Because he used the word “scary”, it made me think of what I should talk about in the last couple of minutes of my speech, which is what happened two Halloweens ago with the income trust taxation broken promise. I have presented petitions in the House on this matter because it is important to Canadians.
In the last election the Prime Minister promised that he would never tax income trusts. In some of the literature that he circulated he said, “There is no greater fraud than a promise not kept”. What happened? He broke the promise and he imposed a 31.5% punitive tax, which permanently wiped out over $25 billion of the hard-earned retirement savings of over two million Canadians, particularly seniors.
It is interesting to note that seniors are some of the largest and broadest investors in income trusts for one reason. About 30% of seniors have a registered pension plan income. This is income for pension purposes from a corporate plan. I am not talking about RRSPs; I am talking from a company pension plan.
The Minister of Finance at the same time he announced the government would tax income trusts at this usurious rate, he also announced pension income splitting for seniors, which he hoped would take away the sting of what had happened.

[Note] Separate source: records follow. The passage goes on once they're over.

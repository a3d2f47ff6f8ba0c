use anyhow::{ensure, Context, Result};
use clap::{Args, Parser, Subcommand};
use log::{info, warn};
use rayon::prelude::*;
use std::path::{Path, PathBuf};
use walkdir::WalkDir;

use odflow::resolver::DEFAULT_LAYER_ENCODINGS;
use odflow::{
    AutoAccept, Companions, FieldConfirmer, FixedField, PipelineConfig, RunSummary, ShapefileIo,
};

#[derive(Parser, Debug)]
#[command(name = "od2shp", version, about = "Zone OD matrix -> desire-line shapefile")]
struct Cli {
    #[command(subcommand)]
    command: Command,
}

#[derive(Subcommand, Debug)]
enum Command {
    /// Build desire lines among the target zones and write them as a shapefile.
    Run(RunArgs),
    /// Report companion files and the best text encoding of shapefiles.
    Probe(ProbeArgs),
}

#[derive(Args, Debug, Clone)]
struct RunArgs {
    /// JSON run configuration. Flags below override its values.
    #[arg(long, env = "OD2SHP_CONFIG")]
    config: Option<PathBuf>,

    /// OD matrix CSV (destination ids across, origin ids down).
    #[arg(long)]
    od: Option<PathBuf>,

    /// Zone layer `.shp`.
    #[arg(long)]
    zones: Option<PathBuf>,

    /// Output `.shp`.
    #[arg(long)]
    output: Option<PathBuf>,

    /// Target zone ids, comma separated.
    #[arg(long, value_delimiter = ',', allow_negative_numbers = true)]
    targets: Vec<i64>,

    /// Use this field as the zone id instead of the detected one.
    #[arg(long)]
    id_field: Option<String>,

    /// Candidate zone layer encodings, comma separated, in priority order.
    #[arg(long, value_delimiter = ',')]
    encodings: Vec<String>,

    /// First encoding to try for the output (default: the zone layer's).
    #[arg(long)]
    output_encoding: Option<String>,

    /// Print the effective configuration as JSON and exit.
    #[arg(long)]
    print_config: bool,
}

#[derive(Args, Debug, Clone)]
struct ProbeArgs {
    /// `.shp` files or directories to search for them.
    #[arg(required = true)]
    paths: Vec<PathBuf>,

    /// Candidate encodings, comma separated.
    #[arg(long, value_delimiter = ',')]
    encodings: Vec<String>,
}

fn build_config(args: &RunArgs) -> Result<PipelineConfig> {
    let mut config = match &args.config {
        Some(path) => PipelineConfig::from_json_file(path)?,
        None => PipelineConfig::new(
            args.od.clone().context("--od is required without --config")?,
            args.zones.clone().context("--zones is required without --config")?,
            args.output.clone().context("--output is required without --config")?,
            Vec::new(),
        ),
    };

    if let Some(od) = &args.od {
        config.od_path = od.clone();
    }
    if let Some(zones) = &args.zones {
        config.zones_path = zones.clone();
    }
    if let Some(output) = &args.output {
        config.output_path = output.clone();
    }
    if !args.targets.is_empty() {
        config.targets = args.targets.clone();
    }
    if !args.encodings.is_empty() {
        config.layer_encodings = args.encodings.clone();
    }
    if args.output_encoding.is_some() {
        config.output_encoding = args.output_encoding.clone();
    }

    ensure!(!config.targets.is_empty(), "no target zones given (--targets or \"targets\" in the config)");

    Ok(config)
}

fn log_summary(summary: &RunSummary) {
    info!(
        "Encodings: OD matrix {}, zone layer {}",
        summary.csv_encoding.as_deref().unwrap_or("-"),
        summary.layer_encoding.as_deref().unwrap_or("reader default")
    );
    info!(
        "Zone id field '{}' ({:?}); {} zones indexed, {} bad ids, {} without geometry, {} repeated",
        summary.id_field,
        summary.id_match,
        summary.zones_indexed,
        summary.skipped_ids,
        summary.missing_geometry,
        summary.duplicate_ids
    );
    info!(
        "Targets: {} origins, {} destinations; {} pairs with flow",
        summary.valid_origins.len(),
        summary.valid_destinations.len(),
        summary.pairs_selected
    );
    info!("Desire lines: {} built, {} skipped", summary.lines_built, summary.lines_invalid);

    match &summary.output {
        Some((path, encoding)) => info!("Wrote {} ({})", path.display(), encoding),
        None => warn!("Nothing written"),
    }
}

fn run(args: &RunArgs) -> Result<()> {
    let config = build_config(args)?;

    if args.print_config {
        println!("{}", serde_json::to_string_pretty(&config)?);
        return Ok(());
    }

    let confirmer: Box<dyn FieldConfirmer> = match &args.id_field {
        Some(name) => Box::new(FixedField(name.clone())),
        None => Box::new(AutoAccept),
    };

    let summary = odflow::run(&config, &ShapefileIo, confirmer.as_ref())
        .with_context(|| format!("building desire lines into {}", config.output_path.display()))?;
    log_summary(&summary);

    Ok(())
}

fn is_shp(path: &Path) -> bool {
    path.extension()
        .and_then(|s| s.to_str())
        .is_some_and(|ext| ext.eq_ignore_ascii_case("shp"))
}

/// Expand directories into the `.shp` files below them.
fn collect_shapefiles(paths: &[PathBuf]) -> Vec<PathBuf> {
    let mut found = Vec::new();

    for path in paths {
        if path.is_dir() {
            found.extend(
                WalkDir::new(path)
                    .follow_links(true)
                    .into_iter()
                    .filter_map(Result::ok)
                    .filter(|entry| entry.file_type().is_file())
                    .map(|entry| entry.into_path())
                    .filter(|p| is_shp(p)),
            );
        } else {
            found.push(path.clone());
        }
    }

    found.sort();
    found
}

/// Log what is on disk for `path` and how it resolves. Returns whether a
/// layer could be read.
fn probe_one(path: &Path, encodings: &[String]) -> bool {
    let companions = Companions::probe(path);
    for companion in &companions.entries {
        match companion.size {
            Some(size) => info!("{}: {} bytes", companion.path.display(), size),
            None if companion.required => warn!("{}: missing (required)", companion.path.display()),
            None => info!("{}: missing", companion.path.display()),
        }
    }
    if !companions.has("shp") {
        return false;
    }

    match odflow::resolve(&ShapefileIo, path, encodings) {
        Some(resolved) => {
            let layer = &resolved.layer;
            info!(
                "{}: {} features, encoding {}, fields {:?}, CRS {}",
                path.display(),
                layer.len(),
                resolved.encoding.as_deref().unwrap_or("reader default"),
                layer.field_names().collect::<Vec<_>>(),
                layer.crs.as_ref().and_then(|c| c.name()).unwrap_or("none")
            );
            true
        }
        None => {
            warn!("{}: unreadable under every encoding", path.display());
            false
        }
    }
}

fn probe(args: &ProbeArgs) -> Result<()> {
    let encodings: Vec<String> = if args.encodings.is_empty() {
        DEFAULT_LAYER_ENCODINGS.iter().map(|s| (*s).to_owned()).collect()
    } else {
        args.encodings.clone()
    };

    let shapefiles = collect_shapefiles(&args.paths);
    ensure!(!shapefiles.is_empty(), "no .shp files found");

    info!("Probing {} shapefiles...", shapefiles.len());
    let unreadable = shapefiles
        .par_iter()
        .filter(|path| !probe_one(path, &encodings))
        .count();

    if unreadable > 0 {
        warn!("{} of {} shapefiles could not be read", unreadable, shapefiles.len());
    }

    Ok(())
}

fn main() -> Result<()> {
    env_logger::Builder::from_env(env_logger::Env::default().default_filter_or("info")).init();

    match Cli::parse().command {
        Command::Run(args) => run(&args),
        Command::Probe(args) => probe(&args),
    }
}
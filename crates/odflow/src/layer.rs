//! In-memory spatial layer and its conversion to and from shapefile records.

use geo::{Coord, Geometry, LineString, MultiLineString, MultiPoint, MultiPolygon, Point, Polygon, Winding};
use shpio::{Dataset, Shape, ShapeType, Table};

pub use shpio::{FieldDef, FieldKind, FieldValue};

/// Name the geometry column is reported under next to the attribute fields.
pub const GEOMETRY_COLUMN: &str = "geometry";

/// Coordinate reference system, carried as the `.prj` WKT.
#[derive(Debug, Clone, PartialEq, Eq)]
pub struct Crs {
    wkt: String,
}

impl Crs {
    pub fn from_wkt(wkt: impl Into<String>) -> Self {
        Self { wkt: wkt.into() }
    }

    pub fn wkt(&self) -> &str {
        &self.wkt
    }

    /// Lon/lat systems measure lengths in degrees.
    pub fn is_geographic(&self) -> bool {
        let head = self.wkt.trim_start().to_ascii_uppercase();
        head.starts_with("GEOGCS") || head.starts_with("GEOGCRS") || head.starts_with("GEODCRS")
    }

    /// The quoted name right after the WKT keyword, if any.
    pub fn name(&self) -> Option<&str> {
        let start = self.wkt.find('"')? + 1;
        let len = self.wkt[start..].find('"')?;
        Some(&self.wkt[start..start + len])
    }
}

#[derive(Debug, Clone, PartialEq)]
pub struct Feature {
    pub geometry: Option<Geometry<f64>>,
    /// One value per layer field, in field order.
    pub values: Vec<FieldValue>,
}

/// Ordered features sharing one attribute schema and CRS.
#[derive(Debug, Clone, Default, PartialEq)]
pub struct SpatialLayer {
    pub fields: Vec<FieldDef>,
    pub features: Vec<Feature>,
    pub crs: Option<Crs>,
}

impl SpatialLayer {
    pub fn new(fields: Vec<FieldDef>, crs: Option<Crs>) -> Self {
        Self { fields, features: Vec::new(), crs }
    }

    pub fn push(&mut self, geometry: Option<Geometry<f64>>, values: Vec<FieldValue>) {
        debug_assert_eq!(values.len(), self.fields.len(), "row width must match the schema");
        self.features.push(Feature { geometry, values });
    }

    pub fn len(&self) -> usize {
        self.features.len()
    }

    pub fn is_empty(&self) -> bool {
        self.features.is_empty()
    }

    /// Columns including geometry, so a geometry-only layer counts 1.
    pub fn column_count(&self) -> usize {
        self.fields.len() + 1
    }

    pub fn field_names(&self) -> impl Iterator<Item = &str> {
        self.fields.iter().map(|f| f.name.as_str())
    }

    pub fn field_index(&self, name: &str) -> Option<usize> {
        self.fields.iter().position(|f| f.name == name)
    }

    /// Each feature paired with its value in column `name`.
    pub fn column<'a>(
        &'a self,
        name: &str,
    ) -> Option<impl Iterator<Item = (&'a Feature, &'a FieldValue)> + 'a> {
        let index = self.field_index(name)?;
        Some(
            self.features
                .iter()
                .map(move |feature| (feature, &feature.values[index])),
        )
    }

    pub fn from_dataset(dataset: Dataset) -> Self {
        let Dataset { shapes, table, prj, .. } = dataset;

        let features = shapes
            .into_iter()
            .zip(table.records)
            .map(|(shape, values)| Feature {
                geometry: shape_to_geometry(shape),
                values,
            })
            .collect();

        Self {
            fields: table.fields,
            features,
            crs: prj.filter(|wkt| !wkt.is_empty()).map(Crs::from_wkt),
        }
    }

    /// Records for writing. Fails when geometries of different shapefile
    /// families (points, lines, polygons) are mixed.
    pub fn to_dataset(&self) -> Result<Dataset, String> {
        let mut shape_type = ShapeType::Null;
        let mut shapes = Vec::with_capacity(self.features.len());

        for (index, feature) in self.features.iter().enumerate() {
            let shape = match &feature.geometry {
                Some(geometry) => geometry_to_shape(geometry)
                    .map_err(|detail| format!("feature {index}: {detail}"))?,
                None => Shape::Null,
            };

            let this_type = shape.shape_type();
            if this_type != ShapeType::Null {
                if shape_type == ShapeType::Null {
                    shape_type = this_type;
                } else if shape_type != this_type {
                    return Err(format!(
                        "feature {index}: {this_type:?} geometry in a {shape_type:?} layer"
                    ));
                }
            }

            shapes.push(shape);
        }

        Ok(Dataset {
            shape_type,
            shapes,
            table: Table {
                fields: self.fields.clone(),
                records: self.features.iter().map(|f| f.values.clone()).collect(),
            },
            prj: self.crs.as_ref().map(|crs| crs.wkt().to_owned()),
        })
    }
}

fn to_line_string(points: Vec<[f64; 2]>) -> LineString<f64> {
    LineString::from(points)
}

fn to_points(line: &LineString<f64>) -> Vec<[f64; 2]> {
    line.coords().map(|c| [c.x, c.y]).collect()
}

/// Clockwise rings start a new polygon, counter-clockwise rings are holes of
/// the polygon before them. A leading hole is promoted to an outer ring.
fn assemble_polygons(rings: Vec<Vec<[f64; 2]>>) -> Vec<Polygon<f64>> {
    let mut shells: Vec<(LineString<f64>, Vec<LineString<f64>>)> = Vec::new();

    for ring in rings {
        let ring = to_line_string(ring);
        if ring.is_ccw() && !shells.is_empty() {
            if let Some((_, holes)) = shells.last_mut() {
                holes.push(ring);
            }
        } else {
            shells.push((ring, Vec::new()));
        }
    }

    shells
        .into_iter()
        .map(|(exterior, interiors)| Polygon::new(exterior, interiors))
        .collect()
}

pub fn shape_to_geometry(shape: Shape) -> Option<Geometry<f64>> {
    let geometry = match shape {
        Shape::Null => return None,
        Shape::Point([x, y]) => Geometry::Point(Point::new(x, y)),
        Shape::MultiPoint(points) => Geometry::MultiPoint(MultiPoint::new(
            points.into_iter().map(|[x, y]| Point::new(x, y)).collect(),
        )),
        Shape::PolyLine(mut parts) => {
            if parts.is_empty() {
                return None;
            }
            if parts.len() == 1 {
                Geometry::LineString(to_line_string(parts.remove(0)))
            } else {
                Geometry::MultiLineString(MultiLineString::new(
                    parts.into_iter().map(to_line_string).collect(),
                ))
            }
        }
        Shape::Polygon(rings) => {
            let mut polygons = assemble_polygons(rings);
            match polygons.len() {
                0 => return None,
                1 => Geometry::Polygon(polygons.remove(0)),
                _ => Geometry::MultiPolygon(MultiPolygon::new(polygons)),
            }
        }
    };

    Some(geometry)
}

fn polygon_rings(polygon: &Polygon<f64>, rings: &mut Vec<Vec<[f64; 2]>>) {
    let mut exterior = polygon.exterior().clone();
    exterior.make_cw_winding();
    rings.push(to_points(&exterior));

    for interior in polygon.interiors() {
        let mut hole = interior.clone();
        hole.make_ccw_winding();
        rings.push(to_points(&hole));
    }
}

pub fn geometry_to_shape(geometry: &Geometry<f64>) -> Result<Shape, String> {
    let shape = match geometry {
        Geometry::Point(p) => Shape::Point([p.x(), p.y()]),
        Geometry::MultiPoint(mp) => Shape::MultiPoint(mp.iter().map(|p| [p.x(), p.y()]).collect()),
        Geometry::Line(line) => {
            let Coord { x: x0, y: y0 } = line.start;
            let Coord { x: x1, y: y1 } = line.end;
            Shape::PolyLine(vec![vec![[x0, y0], [x1, y1]]])
        }
        Geometry::LineString(ls) => Shape::PolyLine(vec![to_points(ls)]),
        Geometry::MultiLineString(mls) => Shape::PolyLine(mls.iter().map(to_points).collect()),
        Geometry::Polygon(polygon) => {
            let mut rings = Vec::new();
            polygon_rings(polygon, &mut rings);
            Shape::Polygon(rings)
        }
        Geometry::MultiPolygon(mp) => {
            let mut rings = Vec::new();
            for polygon in mp {
                polygon_rings(polygon, &mut rings);
            }
            Shape::Polygon(rings)
        }
        Geometry::Rect(rect) => return geometry_to_shape(&Geometry::Polygon(rect.to_polygon())),
        Geometry::Triangle(tri) => return geometry_to_shape(&Geometry::Polygon(tri.to_polygon())),
        Geometry::GeometryCollection(_) => {
            return Err("geometry collections have no shapefile representation".to_owned())
        }
    };

    Ok(shape)
}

Now that the forms and explanations are out, it is clear that only 30% of seniors have pension income that is eligible to be split. Seniors cannot split RRSP income or RRIF income. The Canadian pension plan can be split, but for other reasons. Of the 30%, if we take out all those seniors who do not have a partner to split it with and if we take out all those seniors who are already at the lowest marginal tax rate, the number of seniors eligible for pension income splitting is down somewhere between 12% and 14%, based on the economic and financial analysis done for us.
Therefore, the only people who will benefit from pension income splitting are the highest income earning Canadians. Those who have the highest marginal rates will be able to split their pension income, up to half of it, with a spouse, for instance, who works in the home or does not have employment income.
We can see there was a caution or a concern about taxing income trusts. There was a very pathetic attempt to suggest to seniors that the government would offset this by income splitting. In fact, the most vulnerable in our society, low income seniors, will not benefit from pension income splitting. I raise this because this is absolutely reflective of the kind of values the government has when it comes to treating Canadians. It tells them one thing, but it does another.
I believe the income trust broken promise is the biggest scandal that has ever hit Canada. It hurt seniors and we just do not hit seniors.